Teil 1: Vorbereiten Drosophila für HR-MAS-Messungen

1. Verwendung von Standard flylab Verfahren ^1, sammeln neu schlüpfende Fliegen für 3 Tage und sie auf Flaschen mit frischen Lebensmitteln zu fliegen fliegen. Inkubieren Sie die gesammelten Fliegen für 5 Tage, so dass die Fliegen wird 5-8 Tage alt just vor dem Experiment. Nur ein Geschlecht (meist Männer) ist für Experimente verwendet.
2. Verwenden Sie gesunden, fliegt intakten Wildtyp mit behandelten zB traumatisierte oder genetisch veränderte fliegt ^{1 zu} vergleichen.
3. Legen Sie einzelne fliegt in 2ml Röhrchen mit einem Stück (~ 0,2 ml) von essen fliegen 24 Stunden vor dem Experiment. Diese Rohre tragen ein Loch in das Rohr Tasse erfolgt über eine Flamme erwärmt Insulin Nadel.
4. Wiegen Sie die Rohre unmittelbar vor und nach der Fliege Einsetzen mit einer hohen Präzision Balance definieren und jeder fliegen s Gewicht durch Subtraktion der erste Wert aus der zweiten. Ein einzelnes Männchen fliegen wiegt in der Regel 0,7-1 mg.

Teil 2: HR-MAS-Rotor Vorbereitung.

1. Legen Sie eine einzelne Röhre auf Eis weniger als einer Minute auf die Fliege im Inneren zu betäuben.
2. Lay the fly auf einer Schicht aus Aluminiumfolie auf Eis gelegt, und drücken Sie die Fliege sanft in die halbkugelförmigen Hohlraum des NMR Rotoreinsatz mit einer weichen Bürste in Anspruch zu fliegen Einstecken zu gewährleisten bei gleichzeitiger Vermeidung fliegen Verletzungen.
3. Platzieren Sie den Einsatz in der Zirkonoxid (ZrO ₂₎ Rotor Rohr (4 mm Durchmesser, 50 ul), um die Fliegen zwischen den Rotor einlegen und den Boden des Rotors (siehe Abbildung 1) zu finden.
4. Schließen Sie den Einsatz mit einer Schraube und bedecken Sie es mit Parafilm (siehe Abbildung 1), um den Kontakt zwischen dem Fliegen und der TSP-Standardlösung (TSP zu verhindern: trimethylsilyl-Propionsäure-2 ,2,3,3-d4-säure, Mw = 172, δ = 0,00 ppm, 50 mM in deuteriertem Wasser-D ₂ O, diese Funktion als Referenz für beide Resonanz chemische Verschiebung und Quantifizierung).
5. Add 8 ul TSP-Standardlösung auf der Oberseite des Rotors einzufügen. (Siehe Abbildung 1).
6. Sichere und ziehen das ganze bis in die Rotoren mit einer Kappe (siehe Abbildung 1).

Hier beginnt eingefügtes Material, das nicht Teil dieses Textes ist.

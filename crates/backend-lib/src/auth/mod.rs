// ============================
// edugame-backend/src/auth/mod.rs
// ============================
//! Credentials and the account service built on them.

pub mod password;
pub mod service;

pub use password::{CredentialHasher, MIN_PASSWORD_LENGTH};
pub use service::AccountService;
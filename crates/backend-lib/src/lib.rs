// ============================
// edugame-backend/src/lib.rs
// ============================
//! Account data and access layer for the educational game.
//!
//! The transport layer holds an [`AppState`], checks
//! [`AppState::limiters`] for the caller's route class, then calls into
//! [`AppState::accounts`].

pub mod auth;
pub mod config;
pub mod error;
pub mod observability;
pub mod rate_limit;
pub mod storage;
pub mod validation;

use std::sync::Arc;

use tokio::task::JoinHandle;

use crate::auth::{AccountService, CredentialHasher};
use crate::config::Settings;
use crate::error::AppError;
use crate::rate_limit::RateLimiters;
use crate::storage::{AccountStore, SqliteAccountStore};

pub use edugame_common::{Account, AccountId, AccountStats, AccountUpdate, CreateAccountRequest};

/// Application state shared across all handlers.
///
/// Constructed explicitly and passed around; nothing here is process-global,
/// so independent instances can coexist (one per test, for instance).
pub struct AppState<S> {
    /// Account operations
    pub accounts: Arc<AccountService<S>>,
    /// Per-route-class rate limiters
    pub limiters: Arc<RateLimiters>,
    pub settings: Arc<Settings>,
}

impl<S> Clone for AppState<S> {
    fn clone(&self) -> Self {
        Self {
            accounts: Arc::clone(&self.accounts),
            limiters: Arc::clone(&self.limiters),
            settings: Arc::clone(&self.settings),
        }
    }
}

impl<S: AccountStore> AppState<S> {
    /// Create a new application state around an existing store.
    ///
    /// Settings are validated here as well as at load time, since callers
    /// can build them by hand.
    pub fn new(storage: S, settings: Settings) -> Result<Self, AppError> {
        settings
            .validate()
            .map_err(|e| AppError::Config(e.to_string()))?;
        let hasher = CredentialHasher::new(&settings.password)?;
        let limiters = RateLimiters::from_settings(&settings.rate_limit);

        Ok(Self {
            accounts: Arc::new(AccountService::new(storage, hasher)),
            limiters: Arc::new(limiters),
            settings: Arc::new(settings),
        })
    }

    /// Start evicting idle rate buckets on the configured schedule
    pub fn spawn_reclaimer(&self) -> JoinHandle<()> {
        rate_limit::spawn_reclaimer(
            Arc::clone(&self.limiters),
            self.settings.rate_limit.reclaim_interval(),
            self.settings.rate_limit.idle_ttl(),
        )
    }
}

impl AppState<SqliteAccountStore> {
    /// Connect to the configured database and build the state
    pub async fn open(settings: Settings) -> Result<Self, AppError> {
        settings
            .validate()
            .map_err(|e| AppError::Config(e.to_string()))?;
        let store =
            SqliteAccountStore::connect(&settings.database_url, settings.max_connections).await?;
        tracing::info!(database_url = %settings.database_url, "Account store opened");
        Self::new(store, settings)
    }
}
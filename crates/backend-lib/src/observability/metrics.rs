// ==============================================
// crates/backend-lib/src/observability/metrics.rs
// ==============================================

//! Central place for metric keys.
//!
//! Without an installed recorder every call here is a no-op.
use ::metrics::{counter, gauge};

pub const ACCOUNT_CREATED: &str = "account.created";
pub const ACCOUNT_UPDATED: &str = "account.updated";
pub const ACCOUNT_DELETED: &str = "account.deleted";
pub const AUTH_SUCCEEDED: &str = "auth.succeeded";
pub const AUTH_FAILED: &str = "auth.failed";
pub const RATE_LIMITED: &str = "rate_limit.rejected";
pub const RATE_BUCKETS: &str = "rate_limit.buckets";
pub const RATE_BUCKETS_EVICTED: &str = "rate_limit.evicted";

pub fn record_account_created() {
    counter!(ACCOUNT_CREATED).increment(1);
}

pub fn record_account_updated() {
    counter!(ACCOUNT_UPDATED).increment(1);
}

pub fn record_account_deleted() {
    counter!(ACCOUNT_DELETED).increment(1);
}

pub fn record_auth(success: bool) {
    if success {
        counter!(AUTH_SUCCEEDED).increment(1);
    } else {
        counter!(AUTH_FAILED).increment(1);
    }
}

pub fn record_rate_limited(class: &'static str) {
    counter!(RATE_LIMITED, "class" => class).increment(1);
}

pub fn record_buckets_evicted(count: usize) {
    counter!(RATE_BUCKETS_EVICTED).increment(count as u64);
}

pub fn record_bucket_count(count: usize) {
    gauge!(RATE_BUCKETS).set(count as f64);
}
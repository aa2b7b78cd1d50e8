// ============================
// edugame-backend/src/auth/password.rs
// ============================
//! Password hashing and verification.
//!
//! Hashes are Argon2id PHC strings. Verification reads the cost parameters
//! back out of the stored hash, so raising the configured cost only affects
//! new hashes.
use argon2::{
    password_hash::{
        self, rand_core::OsRng, PasswordHash, PasswordHasher, PasswordVerifier, SaltString,
    },
    Algorithm, Argon2, Params, Version,
};
use zeroize::Zeroize;

use crate::config::PasswordSettings;
use crate::error::AppError;

/// Minimum password length
pub const MIN_PASSWORD_LENGTH: usize = 6;

/// Input for the decoy hash; never a valid account password because it is
/// never stored.
const DECOY_PASSWORD: &str = "decoy-password-for-unknown-users";

/// One-way password hasher with a tunable cost
#[derive(Clone)]
pub struct CredentialHasher {
    argon2: Argon2<'static>,
    min_length: usize,
    /// Verified against when the account does not exist, so a miss costs
    /// as much as a wrong password.
    decoy_hash: String,
}

impl std::fmt::Debug for CredentialHasher {
    fn fmt(&self, f: &mut std::fmt::Formatter<'_>) -> std::fmt::Result {
        f.debug_struct("CredentialHasher")
            .field("params", self.argon2.params())
            .field("min_length", &self.min_length)
            .finish()
    }
}

impl CredentialHasher {
    /// Build a hasher from configured cost parameters
    pub fn new(settings: &PasswordSettings) -> Result<Self, AppError> {
        let params = Params::new(
            settings.memory_kib,
            settings.iterations,
            settings.parallelism,
            None,
        )
        .map_err(|e| AppError::Config(format!("invalid argon2 parameters: {e}")))?;

        let argon2 = Argon2::new(Algorithm::Argon2id, Version::V0x13, params);
        let decoy_hash = Self::hash_with(&argon2, DECOY_PASSWORD)?;

        Ok(Self {
            argon2,
            min_length: settings.min_length,
            decoy_hash,
        })
    }

    pub fn min_length(&self) -> usize {
        self.min_length
    }

    /// Hash a password. Each call uses a fresh salt.
    pub fn hash(&self, password: &str) -> Result<String, AppError> {
        if password.chars().count() < self.min_length {
            return Err(AppError::WeakInput {
                min_length: self.min_length,
            });
        }
        Self::hash_with(&self.argon2, password)
    }

    /// Hash a password and zeroize the original
    pub fn hash_secure(&self, plain: &mut String) -> Result<String, AppError> {
        let hash = self.hash(plain);
        plain.zeroize();
        hash
    }

    /// Verify a password against a stored hash.
    ///
    /// A mismatch is `Ok(false)`; only an unusable hash is an error.
    pub fn verify(&self, password: &str, hash: &str) -> Result<bool, AppError> {
        let parsed = PasswordHash::new(hash).map_err(|_| AppError::CorruptHash)?;
        match self.argon2.verify_password(password.as_bytes(), &parsed) {
            Ok(()) => Ok(true),
            Err(password_hash::Error::Password) => Ok(false),
            Err(_) => Err(AppError::CorruptHash),
        }
    }

    /// Burn the same work as a real verification and report failure
    pub fn verify_decoy(&self, password: &str) -> bool {
        let _ = self.verify(password, &self.decoy_hash);
        false
    }

    fn hash_with(argon2: &Argon2<'static>, password: &str) -> Result<String, AppError> {
        let salt = SaltString::generate(&mut OsRng);
        let hash = argon2
            .hash_password(password.as_bytes(), &salt)
            .map_err(|e| AppError::Internal(format!("failed to hash password: {e}")))?;
        Ok(hash.to_string())
    }
}

#[cfg(test)]
pub(crate) fn test_hasher() -> CredentialHasher {
    CredentialHasher::new(&PasswordSettings {
        min_length: MIN_PASSWORD_LENGTH,
        memory_kib: 64,
        iterations: 1,
        parallelism: 1,
    })
    .unwrap()
}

Teil 3: HR-MAS-Datenerfassung

1. Einführung des Rotors in die HR-MAS-Sonde und positionieren Sie es im magischen Winkel 54,7 ° (siehe Abbildung 1).
2. Stellen Sie die Temperatur um 4 ° C durch einen BTO-2000-Einheit in Kombination mit dem MAS Pneumatikeinheit. Fliegen sind bei 4 ° C, während in das Spektrometer Anästhesie beizubehalten gehalten.
3. Stellen Sie die ^HR-MAS-1 H MRS Spinngeschwindigkeit bei 2 kHz MAS.
4. Stabilisieren Sie die MAS Drehfrequenz bei 2,0 ± 0,001 kHz mit einem MAS Drehzahlregler (Drehfrequenz).
5. Für Magnet Zubereitung: Melodie und passen die Spule für optimale Leistung und Shim der Magnet für die optimale Qualität der Spektren.
6. Erwerben Sie eindimensionalen ¹ H-Spektren mit Rotor synchronisiert Carr-Purcell-Meiboom-Gill (CPMG) Spin-Echo-Pulssequenz ^2, [90 ° - (τ-180 ° - τ) _{n-Übernahme],} die als T ₂ Filter werden Entfernen Sie die spektrale Verbreiterung ¹ H-NMR-Spektren single-fly zu erwerbenden eindimensionale Daten zu allen Proben. Synchronisieren Sie die inter-Puls-Verzögerung (τ = 500μs), um die MAS Drehfrequenz (2 kHz). Legen Sie die Anzahl von Transienten bei 256 mit 32.768 (32k) Datenpunkten. Acquisition Zeit 9 min.
7. Erwerben Sie zweidimensionale (2D) ^{1 H-1} H HR-MAS-NMR-Spektren single-fly bei allen Proben mit einem TOBSY Sequenz mit adiabatischer Impulse 3. Acquisition Parameter sind: 2k Datenpunkte direkten Dimension (11 ppm spektrale Breite), 1 s Wasser pre-Sättigung während des Relaxationsdelay, 8 Scans pro Inkrement, 128 Stufen, 2 s insgesamt Wiederholzeit, 45 ms Mischzeit und insgesamt Übernahme Zeit von 29 min.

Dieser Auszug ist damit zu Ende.